====== Supplied data
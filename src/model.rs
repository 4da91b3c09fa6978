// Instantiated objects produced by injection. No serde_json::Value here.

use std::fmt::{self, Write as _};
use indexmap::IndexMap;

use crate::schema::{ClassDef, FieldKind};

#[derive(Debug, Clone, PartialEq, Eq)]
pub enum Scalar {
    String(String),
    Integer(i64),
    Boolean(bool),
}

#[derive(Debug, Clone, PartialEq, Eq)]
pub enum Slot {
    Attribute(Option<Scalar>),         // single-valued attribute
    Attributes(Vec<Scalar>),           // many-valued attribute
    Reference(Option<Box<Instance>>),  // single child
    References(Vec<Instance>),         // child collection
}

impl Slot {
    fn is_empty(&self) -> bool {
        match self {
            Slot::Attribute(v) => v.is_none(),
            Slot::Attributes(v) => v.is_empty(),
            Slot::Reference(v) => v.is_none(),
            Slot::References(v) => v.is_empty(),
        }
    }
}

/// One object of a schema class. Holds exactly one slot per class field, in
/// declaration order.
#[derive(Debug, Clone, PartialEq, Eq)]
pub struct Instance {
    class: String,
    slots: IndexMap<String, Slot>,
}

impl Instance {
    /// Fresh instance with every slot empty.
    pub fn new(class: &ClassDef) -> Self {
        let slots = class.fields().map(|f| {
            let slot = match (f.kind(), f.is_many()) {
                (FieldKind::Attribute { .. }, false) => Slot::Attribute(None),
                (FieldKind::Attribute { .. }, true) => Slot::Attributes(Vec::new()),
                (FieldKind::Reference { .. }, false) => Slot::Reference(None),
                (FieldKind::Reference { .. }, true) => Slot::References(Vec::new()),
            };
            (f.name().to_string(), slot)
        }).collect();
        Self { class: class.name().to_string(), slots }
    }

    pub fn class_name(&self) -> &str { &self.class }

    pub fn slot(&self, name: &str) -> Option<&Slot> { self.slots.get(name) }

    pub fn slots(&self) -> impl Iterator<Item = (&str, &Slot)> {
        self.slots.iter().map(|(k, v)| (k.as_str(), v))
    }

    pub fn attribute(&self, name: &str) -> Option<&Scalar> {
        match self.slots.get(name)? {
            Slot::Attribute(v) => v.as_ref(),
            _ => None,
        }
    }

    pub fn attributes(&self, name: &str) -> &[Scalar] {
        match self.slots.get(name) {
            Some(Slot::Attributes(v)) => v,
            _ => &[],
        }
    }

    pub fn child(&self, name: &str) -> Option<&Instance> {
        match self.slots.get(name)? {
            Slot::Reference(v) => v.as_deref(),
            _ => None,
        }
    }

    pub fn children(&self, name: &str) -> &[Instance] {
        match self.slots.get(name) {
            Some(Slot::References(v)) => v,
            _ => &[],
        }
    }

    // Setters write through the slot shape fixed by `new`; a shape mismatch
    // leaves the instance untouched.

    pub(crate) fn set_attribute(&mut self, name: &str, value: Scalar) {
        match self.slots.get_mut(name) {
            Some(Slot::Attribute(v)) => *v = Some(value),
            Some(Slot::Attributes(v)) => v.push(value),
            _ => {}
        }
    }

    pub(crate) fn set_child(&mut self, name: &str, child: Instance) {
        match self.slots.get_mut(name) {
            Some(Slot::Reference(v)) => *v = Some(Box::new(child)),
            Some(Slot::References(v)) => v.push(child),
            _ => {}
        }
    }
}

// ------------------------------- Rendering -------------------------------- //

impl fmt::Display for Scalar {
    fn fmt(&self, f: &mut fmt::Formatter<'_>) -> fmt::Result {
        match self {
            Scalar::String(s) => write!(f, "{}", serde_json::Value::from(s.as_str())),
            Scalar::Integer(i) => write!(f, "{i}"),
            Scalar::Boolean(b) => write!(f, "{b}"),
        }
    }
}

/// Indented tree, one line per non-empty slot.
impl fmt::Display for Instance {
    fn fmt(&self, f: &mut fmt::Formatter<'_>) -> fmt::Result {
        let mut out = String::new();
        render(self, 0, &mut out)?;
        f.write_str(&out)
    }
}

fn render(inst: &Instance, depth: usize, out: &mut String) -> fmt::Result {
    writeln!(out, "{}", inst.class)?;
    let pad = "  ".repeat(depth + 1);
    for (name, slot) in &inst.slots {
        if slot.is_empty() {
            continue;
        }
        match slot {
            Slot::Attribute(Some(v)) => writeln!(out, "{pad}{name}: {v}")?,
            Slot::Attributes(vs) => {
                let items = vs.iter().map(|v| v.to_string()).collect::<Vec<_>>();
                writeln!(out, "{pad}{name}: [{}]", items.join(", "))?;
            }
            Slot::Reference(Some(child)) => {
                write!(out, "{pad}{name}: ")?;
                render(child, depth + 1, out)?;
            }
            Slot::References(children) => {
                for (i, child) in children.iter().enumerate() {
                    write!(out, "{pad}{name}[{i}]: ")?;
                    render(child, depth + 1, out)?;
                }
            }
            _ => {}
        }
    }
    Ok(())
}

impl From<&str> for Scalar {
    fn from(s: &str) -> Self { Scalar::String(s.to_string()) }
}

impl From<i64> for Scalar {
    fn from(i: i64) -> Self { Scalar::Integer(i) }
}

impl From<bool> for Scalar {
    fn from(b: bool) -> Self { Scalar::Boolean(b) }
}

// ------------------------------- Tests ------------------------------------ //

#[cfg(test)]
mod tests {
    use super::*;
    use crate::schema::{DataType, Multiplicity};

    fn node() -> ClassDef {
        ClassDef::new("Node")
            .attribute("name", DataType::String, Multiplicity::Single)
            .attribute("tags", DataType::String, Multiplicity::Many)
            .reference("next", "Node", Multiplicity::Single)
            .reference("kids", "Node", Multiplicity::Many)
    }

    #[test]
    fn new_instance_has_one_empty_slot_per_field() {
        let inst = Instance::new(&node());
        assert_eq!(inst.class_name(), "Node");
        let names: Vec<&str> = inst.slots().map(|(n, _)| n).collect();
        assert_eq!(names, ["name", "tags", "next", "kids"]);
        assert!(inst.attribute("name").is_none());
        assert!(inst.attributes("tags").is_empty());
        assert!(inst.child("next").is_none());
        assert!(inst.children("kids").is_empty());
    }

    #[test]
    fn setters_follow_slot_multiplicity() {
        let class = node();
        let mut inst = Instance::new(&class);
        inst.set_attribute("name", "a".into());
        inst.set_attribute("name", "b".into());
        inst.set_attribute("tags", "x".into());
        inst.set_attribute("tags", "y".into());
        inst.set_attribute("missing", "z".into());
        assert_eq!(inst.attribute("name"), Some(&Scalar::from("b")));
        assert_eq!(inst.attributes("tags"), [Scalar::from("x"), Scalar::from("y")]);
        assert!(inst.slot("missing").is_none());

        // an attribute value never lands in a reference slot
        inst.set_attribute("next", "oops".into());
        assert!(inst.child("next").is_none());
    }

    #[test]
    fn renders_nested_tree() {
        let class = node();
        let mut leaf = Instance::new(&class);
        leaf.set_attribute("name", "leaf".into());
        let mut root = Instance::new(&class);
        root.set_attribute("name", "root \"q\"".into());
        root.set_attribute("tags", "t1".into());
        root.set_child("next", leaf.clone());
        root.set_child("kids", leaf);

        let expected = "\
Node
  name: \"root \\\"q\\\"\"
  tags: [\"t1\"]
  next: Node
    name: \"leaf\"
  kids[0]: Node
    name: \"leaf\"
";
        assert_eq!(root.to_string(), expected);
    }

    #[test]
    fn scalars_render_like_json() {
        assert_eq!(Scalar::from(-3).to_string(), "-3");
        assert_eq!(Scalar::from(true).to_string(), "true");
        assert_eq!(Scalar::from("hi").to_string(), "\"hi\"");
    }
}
============
● Task details
Copy each of the records above so that nothing differs from the original.

● Result for this exercise
filename src/model.rs
repository 4da91b3c09fa6978
// Instantiated objects produced by injection. No serde_json::Value here.

use std::fmt::{self, Write as _};
use indexmap::IndexMap;

use crate::schema::{ClassDef, FieldKind};

#[derive(Debug, Clone, PartialEq, Eq)]
pub enum Scalar {
    String(String),
    Integer(i64),
    Boolean(bool),
}

#[derive(Debug, Clone, PartialEq, Eq)]
pub enum Slot {
    Attribute(Option<Scalar>),         // single-valued attribute
    Attributes(Vec<Scalar>),           // many-valued attribute
    Reference(Option<Box<Instance>>),  // single child
    References(Vec<Instance>),         // child collection
}

impl Slot {
    fn is_empty(&self) -> bool {
        match self {
            Slot::Attribute(v) => v.is_none(),
            Slot::Attributes(v) => v.is_empty(),
            Slot::Reference(v) => v.is_none(),
            Slot::References(v) => v.is_empty(),
        }
    }
}

/// One object of a schema class. Holds exactly one slot per class field, in
/// declaration order.
#[derive(Debug, Clone, PartialEq, Eq)]
pub struct Instance {
    class: String,
    slots: IndexMap<String, Slot>,
}

impl Instance {
    /// Fresh instance with every slot empty.
    pub fn new(class: &ClassDef) -> Self {
        let slots = class.fields().map(|f| {
            let slot = match (f.kind(), f.is_many()) {
                (FieldKind::Attribute { .. }, false) => Slot::Attribute(None),
                (FieldKind::Attribute { .. }, true) => Slot::Attributes(Vec::new()),
                (FieldKind::Reference { .. }, false) => Slot::Reference(None),
                (FieldKind::Reference { .. }, true) => Slot::References(Vec::new()),
            };
            (f.name().to_string(), slot)
        }).collect();
        Self { class: class.name().to_string(), slots }
    }

    pub fn class_name(&self) -> &str { &self.class }

    pub fn slot(&self, name: &str) -> Option<&Slot> { self.slots.get(name) }

    pub fn slots(&self) -> impl Iterator<Item = (&str, &Slot)> {
        self.slots.iter().map(|(k, v)| (k.as_str(), v))
    }

    pub fn attribute(&self, name: &str) -> Option<&Scalar> {
        match self.slots.get(name)? {
            Slot::Attribute(v) => v.as_ref(),
            _ => None,
        }
    }

    pub fn attributes(&self, name: &str) -> &[Scalar] {
        match self.slots.get(name) {
            Some(Slot::Attributes(v)) => v,
            _ => &[],
        }
    }

    pub fn child(&self, name: &str) -> Option<&Instance> {
        match self.slots.get(name)? {
            Slot::Reference(v) => v.as_deref(),
            _ => None,
        }
    }

    pub fn children(&self, name: &str) -> &[Instance] {
        match self.slots.get(name) {
            Some(Slot::References(v)) => v,
            _ => &[],
        }
    }

    // Setters write through the slot shape fixed by `new`; a shape mismatch
    // leaves the instance untouched.

    pub(crate) fn set_attribute(&mut self, name: &str, value: Scalar) {
        match self.slots.get_mut(name) {
            Some(Slot::Attribute(v)) => *v = Some(value),
            Some(Slot::Attributes(v)) => v.push(value),
            _ => {}
        }
    }

    pub(crate) fn set_child(&mut self, name: &str, child: Instance) {
        match self.slots.get_mut(name) {
            Some(Slot::Reference(v)) => *v = Some(Box::new(child)),
            Some(Slot::References(v)) => v.push(child),
            _ => {}
        }
    }
}

// ------------------------------- Rendering -------------------------------- //

impl fmt::Display for Scalar {
    fn fmt(&self, f: &mut fmt::Formatter<'_>) -> fmt::Result {
        match self {
            Scalar::String(s) => write!(f, "{}", serde_json::Value::from(s.as_str())),
            Scalar::Integer(i) => write!(f, "{i}"),
            Scalar::Boolean(b) => write!(f, "{b}"),
        }
    }
}

/// Indented tree, one line per non-empty slot.
impl fmt::Display for Instance {
    fn fmt(&self, f: &mut fmt::Formatter<'_>) -> fmt::Result {
        let mut out = String::new();
        render(self, 0, &mut out)?;
        f.write_str(&out)
    }
}

fn render(inst: &Instance, depth: usize, out: &mut String) -> fmt::Result {
    writeln!(out, "{}", inst.class)?;
    let pad = "  ".repeat(depth + 1);
    for (name, slot) in &inst.slots {
        if slot.is_empty() {
            continue;
        }
        match slot {
            Slot::Attribute(Some(v)) => writeln!(out, "{pad}{name}: {v}")?,
            Slot::Attributes(vs) => {
                let items = vs.iter().map(|v| v.to_string()).collect::<Vec<_>>();
                writeln!(out, "{pad}{name}: [{}]", items.join(", "))?;
            }
            Slot::Reference(Some(child)) => {
                write!(out, "{pad}{name}: ")?;
                render(child, depth + 1, out)?;
            }
            Slot::References(children) => {
                for (i, child) in children.iter().enumerate() {
                    write!(out, "{pad}{name}[{i}]: ")?;
                    render(child, depth + 1, out)?;
                }
            }
            _ => {}
        }
    }
    Ok(())
}

impl From<&str> for Scalar {
    fn from(s: &str) -> Self { Scalar::String(s.to_string()) }
}

impl From<i64> for Scalar {
    fn from(i: i64) -> Self { Scalar::Integer(i) }
}

impl From<bool> for Scalar {
    fn from(b: bool) -> Self { Scalar::Boolean(b) }
}

// ------------------------------- Tests ------------------------------------ //

#[cfg(test)]
mod tests {
    use super::*;
    use crate::schema::{DataType, Multiplicity};

    fn node() -> ClassDef {
        ClassDef::new("Node")
            .attribute("name", DataType::String, Multiplicity::Single)
            .attribute("tags", DataType::String, Multiplicity::Many)
            .reference("next", "Node", Multiplicity::Single)
            .reference("kids", "Node", Multiplicity::Many)
    }

    #[test]
    fn new_instance_has_one_empty_slot_per_field() {
        let inst = Instance::new(&node());
        assert_eq!(inst.class_name(), "Node");
        let names: Vec<&str> = inst.slots().map(|(n, _)| n).collect();
        assert_eq!(names, ["name", "tags", "next", "kids"]);
        assert!(inst.attribute("name").is_none());
        assert!(inst.attributes("tags").is_empty());
        assert!(inst.child("next").is_none());
        assert!(inst.children("kids").is_empty());
    }

    #[test]
    fn setters_follow_slot_multiplicity() {
        let class = node();
        let mut inst = Instance::new(&class);
        inst.set_attribute("name", "a".into());
        inst.set_attribute("name", "b".into());
        inst.set_attribute("tags", "x".into());
        inst.set_attribute("tags", "y".into());
        inst.set_attribute("missing", "z".into());
        assert_eq!(inst.attribute("name"), Some(&Scalar::from("b")));
        assert_eq!(inst.attributes("tags"), [Scalar::from("x"), Scalar::from("y")]);
        assert!(inst.slot("missing").is_none());

        // an attribute value never lands in a reference slot
        inst.set_attribute("next", "oops".into());
        assert!(inst.child("next").is_none());
    }

    #[test]
    fn renders_nested_tree() {
        let class = node();
        let mut leaf = Instance::new(&class);
        leaf.set_attribute("name", "leaf".into());
        let mut root = Instance::new(&class);
        root.set_attribute("name", "root \"q\"".into());
        root.set_attribute("tags", "t1".into());
        root.set_child("next", leaf.clone());
        root.set_child("kids", leaf);

        let expected = "\
Node
  name: \"root \\\"q\\\"\"
  tags: [\"t1\"]
  next: Node
    name: \"leaf\"
  kids[0]: Node
    name: \"leaf\"
";
        assert_eq!(root.to_string(), expected);
    }

    #[test]
    fn scalars_render_like_json() {
        assert_eq!(Scalar::from(-3).to_string(), "-3");
        assert_eq!(Scalar::from(true).to_string(), "true");
        assert_eq!(Scalar::from("hi").to_string(), "\"hi\"");
    }
}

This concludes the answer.